Higher numbers of deaths than predicted does not tell us why this is occurring. There are a number of reasons hypothesised around the world (where this effect is occurring to a greater or lesser extent):

  • Undiagnosed COVID-19: Some of the excess deaths could actually be from non-identified COVID-19. This effect happened early in the pandemic, but seems less likely in 2022, as testing is much more available, particularly for those who are seriously ill. Also, for any deaths where COVID-19 may be suspected, post-mortem testing is occurring in Australia.
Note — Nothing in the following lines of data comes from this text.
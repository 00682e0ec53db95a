//! Reading and writing whole files.

use crate::encode::{encode, Format};
use crate::error::Error;
use crate::parser::ParseOptions;
use crate::Value;
use std::fs;
use std::path::Path;

/// Read a UTF-8 file and parse it with the permissive grammar.
///
/// The file name is attached to parse error locations. Use `.ok()` when a
/// missing or malformed file should simply mean "no value".
pub fn parse_file(path: impl AsRef<Path>) -> Result<Value, Error> {
    parse_file_with_options(path, &ParseOptions::default())
}

/// Read a UTF-8 file and parse it with `options`.
///
/// When `options` carries no filename, the path is used.
pub fn parse_file_with_options(
    path: impl AsRef<Path>,
    options: &ParseOptions,
) -> Result<Value, Error> {
    let path = path.as_ref();
    log::debug!("reading {}", path.display());

    let contents = fs::read_to_string(path).map_err(|source| Error::Io {
        path: path.to_path_buf(),
        source,
    })?;

    let options = if options.filename.is_some() {
        options.clone()
    } else {
        options.clone().filename(path.to_string_lossy())
    };

    Ok(crate::parse_with_options(&contents, &options)?)
}

/// Encode `value` and write it to `path`, truncating any existing file.
///
/// The output ends with a newline.
pub fn write_file(path: impl AsRef<Path>, value: &Value, format: Format) -> Result<(), Error> {
    let path = path.as_ref();
    log::debug!("writing {} ({:?})", path.display(), format);

    let mut output = encode(value, format);
    output.push('\n');

    fs::write(path, output).map_err(|source| Error::Io {
        path: path.to_path_buf(),
        source,
    })
}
  • Post-acute COVID-19 complications or interactions with other causes of death: An earlier COVID-19 illness could be causing later illness and death, and/or COVID-19 could have worsened other diseases which ultimately caused death. To some extent, this shows on death certificates in the 714 deaths in the first four months of 2022 where COVID-19 is listed as a contributory cause, and a further 60 deaths were identified as from Long COVID. However, it is possible that there could be more of these deaths than identified.

  • Delayed deaths from other causes: Some of the reduction in deaths in 2020 and 2021 that resulted from the absence of many respiratory diseases may be reversing. People who otherwise may have died of flu or other respiratory diseases in those years had their systems been stressed may now be succumbing to their underlying illnesses.

  • Delay in emergency care: Pressure on the health, hospital and aged care systems could lead to people not getting the care they require, either as they avoid seeking help, or their care is not as timely as it might have been in pre-pandemic times.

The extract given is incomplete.